One Brain, Many Bodies: The Fleet Philosophy
Most people see their PC, their laptop, and their server as three different machines with three different identities. Tebian sees them as one "Fleet." Your OS shouldn't be a machine; it should be an identity that lives on any hardware you touch.
The Fragmentation Problem
In the traditional world, your PC runs Windows, your laptop runs macOS, and your Raspberry Pi runs some flavor of Linux. They have different shortcuts, different configurations, and different ways of working. This is a massive waste of cognitive bandwidth. Every time you switch devices, your brain has to "context shift."
Tebian's "Fleet" philosophy is built on Total Consistency. Whether you are on a $5,000 Threadripper workstation, a 10-year-old ThinkPad, or a $35 Raspberry Pi, the experience is exactly the same. The shortcuts (Super+D), the themes (Stealth Glass), and the tools (Fuzzel) are identical.
The T-Link Mesh (Tailscale/Headscale)
A Fleet is only as strong as its connections. Tebian includes T-Link, a pre-configured mesh network based on Tailscale (or our self-hosted Headscale option). It creates a "Private Cloud" where all your devices can see each other as if they were on the same physical router, no matter where they are in the world.

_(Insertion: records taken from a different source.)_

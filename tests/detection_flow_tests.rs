//! End-to-end detection flow tests against a mocked directory API

use std::sync::Arc;
use std::time::Duration;

use axum::body::Body;
use axum::http::{Request, StatusCode, header};
use serde_json::json;
use tower::util::ServiceExt;

use postura::Config;
use postura::application::{DetectionService, DetectionServiceImpl};
use postura::config::DirectoryConfig;
use postura::domain::Category;
use postura::infrastructure::{
    AdminSprawlDetector, DetectorRegistry, DirectoryApi, DirectoryClient, FileTableStore,
    PersistentCache, StaleAccountsDetector, TableStore, TenantDataService, UnusedLicensesDetector,
    cache::CacheSettings,
};
use postura::presentation::{AppState, create_router};

fn directory_config(base_url: String) -> DirectoryConfig {
    DirectoryConfig {
        base_url,
        token: Some("test-token".to_string()),
        timeout_seconds: 5,
        max_retries: 2,
        retry_base_delay_ms: 10,
    }
}

fn users_body() -> serde_json::Value {
    json!({
        "value": [
            {
                "id": "u1",
                "displayName": "Alex Chen",
                "userPrincipalName": "alex@contoso.example",
                "accountEnabled": true,
                "lastSignInAt": "2020-01-01T00:00:00Z"
            },
            {
                "id": "u2",
                "displayName": "Robin Patel",
                "userPrincipalName": "robin@contoso.example",
                "accountEnabled": true
            }
        ]
    })
}

fn licenses_body() -> serde_json::Value {
    json!({
        "value": [
            {
                "skuId": "sku-1",
                "skuPartNumber": "ENTERPRISEPACK",
                "consumedUnits": 60,
                "prepaidUnits": 100
            }
        ]
    })
}

fn roles_body() -> serde_json::Value {
    json!({
        "value": [
            {
                "id": "r1",
                "displayName": "Global Administrator",
                "isPrivileged": true,
                "members": [
                    { "id": "u1", "displayName": "Alex Chen" },
                    { "id": "u2", "displayName": "Robin Patel" },
                    { "id": "u4", "displayName": "Jo Park" }
                ]
            }
        ]
    })
}

fn organization_body() -> serde_json::Value {
    json!({
        "id": "org-1",
        "displayName": "Contoso",
        "countryLetterCode": "US"
    })
}

async fn mock_directory(server: &mut mockito::ServerGuard) {
    for (path, body) in [
        ("/users", users_body()),
        ("/licenses", licenses_body()),
        ("/directoryRoles", roles_body()),
        ("/organization", organization_body()),
    ] {
        server
            .mock("GET", path)
            .with_status(200)
            .with_header("content-type", "application/json")
            .with_body(body.to_string())
            .create_async()
            .await;
    }
}

/// Build the full service stack against a mocked directory API
fn build_state(dir: &tempfile::TempDir, base_url: String) -> AppState {
    let store: Arc<dyn TableStore> = Arc::new(FileTableStore::new(dir.path().to_path_buf()));
    let cache = Arc::new(PersistentCache::open(
        store.clone(),
        CacheSettings {
            refresh_delay: Duration::from_millis(5),
            ..CacheSettings::default()
        },
    ));

    let client: Arc<dyn DirectoryApi> =
        Arc::new(DirectoryClient::new(&directory_config(base_url)));
    let tenant_data = Arc::new(TenantDataService::new(cache.clone(), client));

    let mut registry = DetectorRegistry::new();
    registry.add(Arc::new(StaleAccountsDetector::new(tenant_data.clone(), 90)));
    registry.add(Arc::new(UnusedLicensesDetector::new(tenant_data.clone())));
    registry.add(Arc::new(AdminSprawlDetector::new(tenant_data.clone(), 2)));

    let detection_service: Arc<dyn DetectionService> = Arc::new(DetectionServiceImpl::new(
        Arc::new(registry),
        store,
        Duration::from_secs(30),
    ));

    AppState {
        detection_service,
        tenant_data,
        cache,
    }
}

fn test_config() -> Config {
    let mut config = Config::default();
    config.server.enable_docs = false;
    config
}

#[tokio::test]
async fn full_run_aggregates_findings_from_all_detectors() {
    let mut server = mockito::Server::new_async().await;
    mock_directory(&mut server).await;

    let dir = tempfile::tempdir().unwrap();
    let state = build_state(&dir, server.url());

    let report = state.detection_service.run_all().await.unwrap();

    // stale_accounts: one aggregated finding for u1 (old sign-in) + u2 (never)
    // unused_licenses: one finding for ENTERPRISEPACK
    // admin_sprawl: Global Administrator has 3 members over a ceiling of 2
    assert_eq!(report.records.len(), 3);
    assert!(report.failed_categories.is_empty());

    let categories: Vec<&str> = report
        .records
        .iter()
        .map(|r| r.category.as_str())
        .collect();
    assert!(categories.contains(&"stale_accounts"));
    assert!(categories.contains(&"unused_licenses"));
    assert!(categories.contains(&"admin_sprawl"));

    // admin_sprawl is high severity and therefore ranked first
    assert_eq!(report.records[0].category.as_str(), "admin_sprawl");

    // A second run upserts the same ids without duplicating rows
    let report = state.detection_service.run_all().await.unwrap();
    assert_eq!(report.records.len(), 3);
    assert_eq!(state.detection_service.get_all(true).await.unwrap().len(), 3);
}

#[tokio::test]
async fn read_api_serves_runs_over_http() {
    let mut server = mockito::Server::new_async().await;
    mock_directory(&mut server).await;

    let dir = tempfile::tempdir().unwrap();
    let state = build_state(&dir, server.url());
    let router = create_router(state, &test_config());

    // Trigger a run through the HTTP surface
    let response = router
        .clone()
        .oneshot(
            Request::builder()
                .method("POST")
                .uri("/api/v1/detections/run")
                .body(Body::empty())
                .unwrap(),
        )
        .await
        .unwrap();
    assert_eq!(response.status(), StatusCode::OK);
    let body = axum::body::to_bytes(response.into_body(), usize::MAX)
        .await
        .unwrap();
    let run: serde_json::Value = serde_json::from_slice(&body).unwrap();
    assert_eq!(run["total"], 3);
    assert_eq!(run["failed_categories"], json!([]));

    // List, filtered by category
    let response = router
        .clone()
        .oneshot(
            Request::builder()
                .uri("/api/v1/detections?category=unused_licenses")
                .body(Body::empty())
                .unwrap(),
        )
        .await
        .unwrap();
    assert_eq!(response.status(), StatusCode::OK);
    let body = axum::body::to_bytes(response.into_body(), usize::MAX)
        .await
        .unwrap();
    let list: serde_json::Value = serde_json::from_slice(&body).unwrap();
    assert_eq!(list["total"], 1);
    assert_eq!(list["records"][0]["id"], "unused_license:ENTERPRISEPACK");

    // Summary groups by category
    let response = router
        .clone()
        .oneshot(
            Request::builder()
                .uri("/api/v1/detections/summary")
                .body(Body::empty())
                .unwrap(),
        )
        .await
        .unwrap();
    assert_eq!(response.status(), StatusCode::OK);
    let body = axum::body::to_bytes(response.into_body(), usize::MAX)
        .await
        .unwrap();
    let summary: serde_json::Value = serde_json::from_slice(&body).unwrap();
    assert_eq!(summary["categories"].as_array().unwrap().len(), 3);

    // An invalid category is a client error
    let response = router
        .clone()
        .oneshot(
            Request::builder()
                .uri("/api/v1/detections?category=Not%20A%20Category")
                .body(Body::empty())
                .unwrap(),
        )
        .await
        .unwrap();
    assert_eq!(response.status(), StatusCode::BAD_REQUEST);

    // Tenant overview is served from the cache
    let response = router
        .clone()
        .oneshot(
            Request::builder()
                .uri("/api/v1/tenant")
                .body(Body::empty())
                .unwrap(),
        )
        .await
        .unwrap();
    assert_eq!(response.status(), StatusCode::OK);
    let body = axum::body::to_bytes(response.into_body(), usize::MAX)
        .await
        .unwrap();
    let overview: serde_json::Value = serde_json::from_slice(&body).unwrap();
    assert_eq!(overview["organization"]["display_name"], "Contoso");
    assert_eq!(overview["total_users"], 2);

    // Cache stats and invalidation round-trip
    let response = router
        .clone()
        .oneshot(
            Request::builder()
                .uri("/api/v1/cache/stats")
                .body(Body::empty())
                .unwrap(),
        )
        .await
        .unwrap();
    assert_eq!(response.status(), StatusCode::OK);

    let response = router
        .clone()
        .oneshot(
            Request::builder()
                .method("POST")
                .uri("/api/v1/cache/invalidate")
                .header(header::CONTENT_TYPE, "application/json")
                .body(Body::from(r#"{"entry_type": "users"}"#))
                .unwrap(),
        )
        .await
        .unwrap();
    assert_eq!(response.status(), StatusCode::OK);
    let body = axum::body::to_bytes(response.into_body(), usize::MAX)
        .await
        .unwrap();
    let invalidated: serde_json::Value = serde_json::from_slice(&body).unwrap();
    assert_eq!(invalidated["entries_invalidated"], 1);

    // Health endpoints
    let response = router
        .oneshot(Request::builder().uri("/health").body(Body::empty()).unwrap())
        .await
        .unwrap();
    assert_eq!(response.status(), StatusCode::OK);
}

#[tokio::test]
async fn repeated_runs_reuse_cached_tenant_state() {
    let mut server = mockito::Server::new_async().await;
    let users_mock = server
        .mock("GET", "/users")
        .with_status(200)
        .with_header("content-type", "application/json")
        .with_body(users_body().to_string())
        .expect(1)
        .create_async()
        .await;
    for (path, body) in [
        ("/licenses", licenses_body()),
        ("/directoryRoles", roles_body()),
    ] {
        server
            .mock("GET", path)
            .with_status(200)
            .with_header("content-type", "application/json")
            .with_body(body.to_string())
            .create_async()
            .await;
    }

    let dir = tempfile::tempdir().unwrap();
    let state = build_state(&dir, server.url());

    state.detection_service.run_all().await.unwrap();
    state.detection_service.run_all().await.unwrap();

    // Both runs hit the directory only once for users
    users_mock.assert_async().await;
}

#[tokio::test]
async fn authorization_failures_are_not_retried() {
    let mut server = mockito::Server::new_async().await;
    let mock = server
        .mock("GET", "/users")
        .with_status(403)
        .expect(1)
        .create_async()
        .await;

    let client = DirectoryClient::new(&directory_config(server.url()));
    let result = client.get("/users", &[]).await;

    assert!(result.is_err());
    mock.assert_async().await;
}

#[tokio::test]
async fn server_errors_are_retried_with_backoff() {
    let mut server = mockito::Server::new_async().await;
    let mock = server
        .mock("GET", "/users")
        .with_status(503)
        // One initial attempt plus max_retries retries
        .expect(3)
        .create_async()
        .await;

    let client = DirectoryClient::new(&directory_config(server.url()));
    let result = client.get("/users", &[]).await;

    assert!(result.is_err());
    mock.assert_async().await;
}

#[tokio::test]
async fn rate_limit_retry_after_is_parsed() {
    let mut server = mockito::Server::new_async().await;
    server
        .mock("GET", "/users")
        .with_status(429)
        .with_header("Retry-After", "1")
        .create_async()
        .await;

    // No retries, so the classified error surfaces directly
    let mut config = directory_config(server.url());
    config.max_retries = 0;
    let client = DirectoryClient::new(&config);

    let error = client.get("/users", &[]).await.unwrap_err();
    match error {
        postura::application::DirectoryError::Api(
            postura::application::ApiError::RateLimited { retry_after },
        ) => {
            assert_eq!(retry_after, Some(Duration::from_secs(1)));
        }
        other => panic!("expected rate-limited error, got {other}"),
    }

    // A failing detector run degrades gracefully instead of erroring the
    // whole orchestrator
    let dir = tempfile::tempdir().unwrap();
    let state = build_state(&dir, server.url());
    let report = state.detection_service.run_all().await.unwrap();
    assert_eq!(report.records.len(), 0);
    assert_eq!(report.failed_categories.len(), 3);
}

#[tokio::test]
async fn detector_failure_is_isolated_in_a_real_run() {
    let mut server = mockito::Server::new_async().await;
    // Users and licenses respond; directoryRoles is broken
    for (path, body) in [("/users", users_body()), ("/licenses", licenses_body())] {
        server
            .mock("GET", path)
            .with_status(200)
            .with_header("content-type", "application/json")
            .with_body(body.to_string())
            .create_async()
            .await;
    }
    server
        .mock("GET", "/directoryRoles")
        .with_status(400)
        .with_body("bad request")
        .create_async()
        .await;

    let dir = tempfile::tempdir().unwrap();
    let state = build_state(&dir, server.url());

    let report = state.detection_service.run_all().await.unwrap();

    // stale_accounts and unused_licenses still contribute
    assert_eq!(report.records.len(), 2);
    assert_eq!(
        report.failed_categories,
        vec![Category::new("admin_sprawl").unwrap()]
    );
}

You can SSH from your laptop in a coffee shop to your workstation at home without opening a single port on your router. You can sync your files, share your clipboard, and even stream your "Mothership" desktop to your phone—all securely encrypted via WireGuard.
The T-Sync Concept
What makes it "One Brain"? Configuration Sync. Through our upcoming t-sync utility, your dotfiles, your shell history, and your system settings are versioned and synced across all your nodes. If you change a shortcut on your PC, it updates on your laptop. If you install a tool on your workstation, it's ready on your Raspberry Pi. Your OS becomes a "portable soul" that can inhabit any body.

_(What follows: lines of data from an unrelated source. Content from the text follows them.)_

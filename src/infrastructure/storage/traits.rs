//! Traits for the pluggable persistence backend

use async_trait::async_trait;

use crate::application::errors::StorageError;

/// Key-addressed CRUD over JSON rows. Tables are logical namespaces; a row is
/// written whole with a single primary-keyed upsert and never partially.
/// Table creation is idempotent and handled by the implementation.
#[async_trait]
pub trait TableStore: Send + Sync {
    /// Insert or replace the row stored under `key`
    async fn upsert(
        &self,
        table: &str,
        key: &str,
        row: serde_json::Value,
    ) -> Result<(), StorageError>;

    /// Read the row stored under `key`, if any
    async fn get(&self, table: &str, key: &str) -> Result<Option<serde_json::Value>, StorageError>;

    /// Read every row in the table, in no particular order
    async fn list(&self, table: &str) -> Result<Vec<serde_json::Value>, StorageError>;

    /// Delete the row stored under `key`. Returns whether a row existed.
    async fn delete(&self, table: &str, key: &str) -> Result<bool, StorageError>;

    /// Delete every row in the table, returning the number removed
    async fn clear(&self, table: &str) -> Result<u64, StorageError>;
}
//! Shared fixtures for tenant data and detector tests

use async_trait::async_trait;
use serde_json::json;
use std::collections::HashMap;
use std::sync::Arc;
use std::sync::atomic::{AtomicU32, Ordering};

use crate::application::errors::{ApiError, DirectoryError};
use crate::infrastructure::api_clients::DirectoryApi;
use crate::infrastructure::cache::{CacheSettings, PersistentCache};
use crate::infrastructure::storage::{FileTableStore, TableStore};

/// Directory API stub serving canned responses and counting calls per path
pub struct StaticDirectoryApi {
    responses: HashMap<String, serde_json::Value>,
    call_counts: HashMap<String, AtomicU32>,
}

impl StaticDirectoryApi {
    pub fn new(responses: impl IntoIterator<Item = (String, serde_json::Value)>) -> Self {
        let responses: HashMap<_, _> = responses.into_iter().collect();
        let call_counts = responses
            .keys()
            .map(|path| (path.clone(), AtomicU32::new(0)))
            .collect();
        Self {
            responses,
            call_counts,
        }
    }

    pub fn calls(&self, path: &str) -> u32 {
        self.call_counts
            .get(path)
            .map(|count| count.load(Ordering::SeqCst))
            .unwrap_or(0)
    }
}

#[async_trait]
impl DirectoryApi for StaticDirectoryApi {
    async fn get(
        &self,
        path: &str,
        _query: &[(&str, &str)],
    ) -> Result<serde_json::Value, DirectoryError> {
        if let Some(count) = self.call_counts.get(path) {
            count.fetch_add(1, Ordering::SeqCst);
        }
        self.responses.get(path).cloned().ok_or_else(|| {
            DirectoryError::Api(ApiError::Http {
                status: 404,
                message: format!("no stub for {}", path),
            })
        })
    }
}

/// Open a file-backed cache in a fresh temp directory
pub fn open_test_cache() -> (tempfile::TempDir, PersistentCache) {
    let dir = tempfile::tempdir().unwrap();
    let store: Arc<dyn TableStore> = Arc::new(FileTableStore::new(dir.path().to_path_buf()));
    let settings = CacheSettings {
        refresh_delay: std::time::Duration::from_millis(5),
        ..CacheSettings::default()
    };
    (dir, PersistentCache::open(store, settings))
}

pub fn users_payload() -> serde_json::Value {
    json!({
        "value": [
            {
                "id": "u1",
                "displayName": "Alex Chen",
                "userPrincipalName": "alex@contoso.example",
                "accountEnabled": true,
                "lastSignInAt": "2020-01-01T00:00:00Z"
            },
            {
                "id": "u2",
                "displayName": "Robin Patel",
                "userPrincipalName": "robin@contoso.example",
                "accountEnabled": true
            },
            {
                "id": "u3",
                "displayName": "Sam Rivera",
                "userPrincipalName": "sam@contoso.example",
                "accountEnabled": false
            }
        ]
    })
}

pub fn licenses_payload() -> serde_json::Value {
    json!({
        "value": [
            {
                "skuId": "sku-1",
                "skuPartNumber": "ENTERPRISEPACK",
                "consumedUnits": 60,
                "prepaidUnits": 100
            },
            {
                "skuId": "sku-2",
                "skuPartNumber": "FLOW_FREE",
                "consumedUnits": 10,
                "prepaidUnits": 10
            }
        ]
    })
}

pub fn roles_payload() -> serde_json::Value {
    json!({
        "value": [
            {
                "id": "r1",
                "displayName": "Global Administrator",
                "isPrivileged": true,
                "members": [
                    { "id": "u1", "displayName": "Alex Chen" },
                    { "id": "u2", "displayName": "Robin Patel" },
                    { "id": "u4", "displayName": "Jo Park" }
                ]
            },
            {
                "id": "r2",
                "displayName": "User Administrator",
                "isPrivileged": true,
                "members": [
                    { "id": "u5", "displayName": "Kim Osei" }
                ]
            },
            {
                "id": "r3",
                "displayName": "Directory Readers",
                "isPrivileged": false,
                "members": []
            }
        ]
    })
}

pub fn organization_payload() -> serde_json::Value {
    json!({
        "id": "org-1",
        "displayName": "Contoso",
        "countryLetterCode": "US",
        "createdAt": "2019-06-01T00:00:00Z"
    })
}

Why Arm64 and x86 Compatibility Matters
Tebian is one of the only "Universal" OSs that provides first-class support for both x86 (Intel/AMD) and Arm64 (Raspberry Pi/Apple Silicon). We build our ISOs for both architectures simultaneously. This means you can have a high-performance PC and a low-power Pi 5 server running the exact same Tebian code. They are just different bodies for the same brain.
Conclusion: The Future of Computing
The era of "The PC" is over. The era of "The Fleet" is here. By choosing Tebian, you aren't just picking an operating system for one computer; you are choosing a unified digital identity that respects your focus and follows you anywhere. One ISO. One menu. One Fleet. Infinite bodies.